Your ".docx file is not a “text document”. It only contains (editable) empty paragraphs which are necessary to create the pages and (non-managed) graphical objects. By “non-managed” I mean they don’t form a text flow and can’t be styled.

You would have got practically the same result if you opened your PDF directly into Draw.

Remember that PDF a page layout format. In other words, it describes how shapes are positioned on a page. And in this context, letters are nothing but shapes (glyphs). Therefore, there is no structure between letters, just various shapes put onto the paper. And in the file, there is no obligation to list them in reading order which makes even more difficult to rebuilt the text flow.

I understand that the “conversion” process, considering the PDF properties, just scanned graphically the file, building graphical boxes inside which it incorporated the letters as they were met, without any consideration for the script. In the end, the letters are accumulated in the wrong order. Later, when Writer renders the text boxes, it notices the letters belong in the Arabic script and displays them in the “right” order but the words are already botched.

These text boxes are not frames (which could be controlled and formatted with styles) but simple graphical objects which can’t practically be edited/formatted.

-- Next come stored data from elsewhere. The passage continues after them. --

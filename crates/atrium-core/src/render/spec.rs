// Copyright 2026 the atrium project authors
//
// Licensed under the Apache License, Version 2.0 (the "License");
// you may not use this file except in compliance with the License.
// You may obtain a copy of the License at
//
//     http://www.apache.org/licenses/LICENSE-2.0
//
// Unless required by applicable law or agreed to in writing, software
// distributed under the License is distributed on an "AS IS" BASIS,
// WITHOUT WARRANTIES OR CONDITIONS OF ANY KIND, either express or implied.
// See the License for the specific language governing permissions and
// limitations under the License.

//! Creation specs for every render object category.
//!
//! Specs are plain serde-serializable values so they can round-trip through
//! the JSON preference document. Each factory validates its spec before
//! touching the backend; a malformed spec is reported as
//! [`ResourceError::InvalidSpec`](super::ResourceError::InvalidSpec), never
//! paid for with a half-constructed object.

use super::error::ResourceError;
use serde::{Deserialize, Serialize};

/// Graphics API requested for a render context.
#[derive(Debug, Clone, Copy, PartialEq, Eq, Serialize, Deserialize, Default)]
#[serde(rename_all = "lowercase")]
pub enum ContextApi {
    /// OpenGL-style API (the only one the original launcher shipped).
    #[default]
    OpenGl,
    /// Vulkan-style API.
    Vulkan,
    /// Unknown/other backend.
    Unknown,
}

/// Context profile selection.
#[derive(Debug, Clone, Copy, PartialEq, Eq, Serialize, Deserialize, Default)]
#[serde(rename_all = "lowercase")]
pub enum ContextProfile {
    /// Whatever the backend prefers.
    Any,
    /// Core profile.
    Core,
    /// Compatibility profile.
    #[default]
    Compat,
    /// Debug-instrumented context.
    Debug,
}

/// Settings used to create a render context.
#[derive(Debug, Clone, PartialEq, Serialize, Deserialize)]
#[serde(default)]
pub struct ContextSettings {
    /// Requested API.
    pub api: ContextApi,
    /// Major API version.
    pub major: i32,
    /// Minor API version.
    pub minor: i32,
    /// Profile selection.
    pub profile: ContextProfile,
    /// Depth buffer bits.
    pub depth_bits: u32,
    /// Stencil buffer bits.
    pub stencil_bits: u32,
    /// Whether multisampling is requested.
    pub multisample: bool,
    /// Whether an sRGB-capable default framebuffer is requested.
    pub srgb_capable: bool,
}

impl Default for ContextSettings {
    fn default() -> Self {
        Self {
            api: ContextApi::OpenGl,
            major: 4,
            minor: 6,
            profile: ContextProfile::Compat,
            depth_bits: 24,
            stencil_bits: 8,
            multisample: true,
            srgb_capable: false,
        }
    }
}

impl ContextSettings {
    pub(crate) fn validate(&self) -> Result<(), ResourceError> {
        if self.major < 1 {
            return Err(ResourceError::InvalidSpec {
                category: "context",
                details: format!("major version must be >= 1, got {}", self.major),
            });
        }
        Ok(())
    }
}

/// Primitive topology drawn from a vertex array.
#[derive(Debug, Clone, Copy, PartialEq, Eq, Serialize, Deserialize, Default)]
#[serde(rename_all = "snake_case")]
pub enum Primitive {
    /// Point list.
    Points,
    /// Line list.
    Lines,
    /// Triangle list.
    #[default]
    Triangles,
}

/// Buffer update frequency hint.
#[derive(Debug, Clone, Copy, PartialEq, Eq, Serialize, Deserialize, Default)]
#[serde(rename_all = "snake_case")]
pub enum BufferUsage {
    /// Uploaded once, drawn many times.
    #[default]
    Static,
    /// Re-uploaded occasionally.
    Dynamic,
    /// Re-uploaded every frame.
    Stream,
}

/// Spec for a vertex array object.
#[derive(Debug, Clone, Copy, PartialEq, Serialize, Deserialize, Default)]
#[serde(default)]
pub struct VertexArraySpec {
    /// Primitive topology used when drawing this array.
    pub primitive: Primitive,
}

/// Spec for a vertex buffer. Vertex data is passed to the factory alongside
/// the spec, as raw bytes.
#[derive(Debug, Clone, Copy, PartialEq, Serialize, Deserialize, Default)]
#[serde(default)]
pub struct VertexBufferSpec {
    /// Update frequency hint.
    pub usage: BufferUsage,
}

/// Spec for an index buffer. Indices are passed to the factory alongside the
/// spec.
#[derive(Debug, Clone, Copy, PartialEq, Serialize, Deserialize, Default)]
#[serde(default)]
pub struct IndexBufferSpec {
    /// Update frequency hint.
    pub usage: BufferUsage,
}

/// Color/pixel layout of a texture.
#[derive(Debug, Clone, Copy, PartialEq, Eq, Serialize, Deserialize, Default)]
#[serde(rename_all = "snake_case")]
pub enum TextureFormat {
    /// 8-bit RGBA.
    #[default]
    Rgba8,
    /// 8-bit RGB.
    Rgb8,
    /// Single 8-bit channel.
    R8,
    /// 24-bit depth + 8-bit stencil, used for framebuffer depth attachments.
    Depth24Stencil8,
}

/// Sampler/storage behavior flags for textures.
#[derive(Debug, Clone, Copy, PartialEq, Eq, Hash, Serialize, Deserialize)]
#[serde(default)]
pub struct TextureFlags {
    /// Linear filtering.
    pub smooth: bool,
    /// Repeat wrapping.
    pub repeat: bool,
    /// Generate mipmaps.
    pub mipmap: bool,
}

impl Default for TextureFlags {
    /// Smooth + repeat, no mipmaps.
    fn default() -> Self {
        Self {
            smooth: true,
            repeat: true,
            mipmap: false,
        }
    }
}

/// Spec for a 2D texture. Pixel data, when uploaded at creation, is passed to
/// the factory alongside the spec.
#[derive(Debug, Clone, Copy, PartialEq, Serialize, Deserialize)]
#[serde(default)]
pub struct Texture2dSpec {
    /// Width and height in pixels.
    pub size: [u32; 2],
    /// Pixel format.
    pub format: TextureFormat,
    /// Sampler flags.
    pub flags: TextureFlags,
}

impl Default for Texture2dSpec {
    fn default() -> Self {
        Self {
            size: [1, 1],
            format: TextureFormat::default(),
            flags: TextureFlags::default(),
        }
    }
}

impl Texture2dSpec {
    pub(crate) fn validate(&self) -> Result<(), ResourceError> {
        if self.size[0] == 0 || self.size[1] == 0 {
            return Err(ResourceError::InvalidSpec {
                category: "texture2d",
                details: format!("size must be non-zero, got {}x{}", self.size[0], self.size[1]),
            });
        }
        Ok(())
    }
}

/// Spec for a framebuffer.
#[derive(Debug, Clone, Copy, PartialEq, Serialize, Deserialize)]
#[serde(default)]
pub struct FramebufferSpec {
    /// Width and height in pixels.
    pub size: [u32; 2],
    /// Color attachment format.
    pub format: TextureFormat,
    /// Color attachment sampler flags.
    pub flags: TextureFlags,
    /// Depth buffer bits; 0 disables the depth attachment.
    pub depth_bits: u32,
    /// Stencil buffer bits.
    pub stencil_bits: u32,
    /// Multisample count; 0 disables multisampling.
    pub samples: u32,
    /// Stereo rendering.
    pub stereo: bool,
}

impl Default for FramebufferSpec {
    fn default() -> Self {
        Self {
            size: [1280, 720],
            format: TextureFormat::Rgba8,
            flags: TextureFlags::default(),
            depth_bits: 24,
            stencil_bits: 8,
            samples: 0,
            stereo: false,
        }
    }
}

impl FramebufferSpec {
    pub(crate) fn validate(&self) -> Result<(), ResourceError> {
        if self.size[0] == 0 || self.size[1] == 0 {
            return Err(ResourceError::InvalidSpec {
                category: "framebuffer",
                details: format!("size must be non-zero, got {}x{}", self.size[0], self.size[1]),
            });
        }
        Ok(())
    }
}

/// Spec for a shader program (a linked set of per-stage shaders).
#[derive(Debug, Clone, PartialEq, Serialize, Deserialize, Default)]
#[serde(default)]
pub struct ProgramSpec {
    /// Optional debug label.
    pub label: Option<String>,
}

/// Shader pipeline stage.
#[derive(Debug, Clone, Copy, PartialEq, Eq, Hash, Serialize, Deserialize, Default)]
#[serde(rename_all = "snake_case")]
pub enum ShaderStage {
    /// Vertex stage.
    #[default]
    Vertex,
    /// Fragment/pixel stage.
    Fragment,
    /// Geometry stage.
    Geometry,
}

/// Spec for a standalone shader object.
#[derive(Debug, Clone, PartialEq, Serialize, Deserialize, Default)]
#[serde(default)]
pub struct ShaderSpec {
    /// Pipeline stage this shader compiles for.
    pub stage: ShaderStage,
    /// Shader source text.
    pub source: String,
}

impl ShaderSpec {
    pub(crate) fn validate(&self) -> Result<(), ResourceError> {
        if self.source.trim().is_empty() {
            return Err(ResourceError::InvalidSpec {
                category: "shader",
                details: "source must not be empty".to_string(),
            });
        }
        Ok(())
    }
}

#[cfg(test)]
mod tests {
    use super::*;

    #[test]
    fn context_settings_default_matches_launcher_preferences() {
        let settings = ContextSettings::default();
        assert_eq!(settings.api, ContextApi::OpenGl);
        assert_eq!((settings.major, settings.minor), (4, 6));
        assert_eq!(settings.depth_bits, 24);
        assert_eq!(settings.stencil_bits, 8);
    }

    #[test]
    fn specs_round_trip_through_json() {
        let spec = Texture2dSpec {
            size: [64, 32],
            format: TextureFormat::Rgb8,
            flags: TextureFlags {
                smooth: false,
                repeat: true,
                mipmap: true,
            },
        };
        let json = serde_json::to_string(&spec).unwrap();
        let back: Texture2dSpec = serde_json::from_str(&json).unwrap();
        assert_eq!(back, spec);
    }

    #[test]
    fn partial_json_fills_defaults() {
        let settings: ContextSettings =
            serde_json::from_str(r#"{ "api": "opengl", "major": 3, "minor": 3 }"#).unwrap();
        assert_eq!((settings.major, settings.minor), (3, 3));
        assert_eq!(settings.depth_bits, 24);

        let spec: FramebufferSpec = serde_json::from_str(r#"{ "size": [640, 480] }"#).unwrap();
        assert_eq!(spec.size, [640, 480]);
        assert_eq!(spec.format, TextureFormat::Rgba8);
    }

    #[test]
    fn degenerate_specs_fail_validation() {
        assert!(Texture2dSpec {
            size: [0, 16],
            ..Default::default()
        }
        .validate()
        .is_err());
        assert!(FramebufferSpec {
            size: [0, 0],
            ..Default::default()
        }
        .validate()
        .is_err());
        assert!(ShaderSpec {
            stage: ShaderStage::Vertex,
            source: "   ".to_string(),
        }
        .validate()
        .is_err());
        assert!(ContextSettings {
            major: 0,
            ..Default::default()
        }
        .validate()
        .is_err());
    }
}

To make things worse, spacing in the PDF is also converted as empty drawing objects as is examplified in the first half of the first page by Shape1, Shape3 to Shape6 with only Shape2 and Shape7 containing meaningful data. It continues like this beyond the first half.

From personal experience, the only reliable conversion from PDF to .odt is manual. You open both your PDF original in a PDF viewer and a blank Writer document. When in “text selection mode” (otherwise you’ll copy an image), you copy a block of text from the PDF viewer and you paste it into Writer as unformatted text.

You’ll get as many paragraph as lines. You must then reconstitute the logical paragraphs by deleting the extra paragraph marks at end of line, keeping only the final mark at end of paragraph.

You must also restyle the text.

If you don’t need to edit the text, keep it as PDF to avoid all this trouble.

typeo · January 4, 2022, 4:11pm

Thanks for your accurate answer.
This PDF file has been made by MS Word.
I can open it easily by MS Word and It converts it with no problem.
I thought maybe I can do the same thing with LibreOffice.

ajlittoz · January 4, 2022, 4:44pm

Perhaps Word added tags or other markup when converting to PDF so that the process can be reversed. But these possible additions are private to Word and Draw/Writer has no clue about their existence and meaning.

anon87010807 · January 4, 2022, 6:00pm

I found that copying all text from that PDF and pasting it as unformatted text into a blank Writer document did the job perfectly, as far as I could see. So all you need is a script that opens the PDF, copies its content, pastes it into a blank Writer document as unformatted text and finally saves it as a Writer file.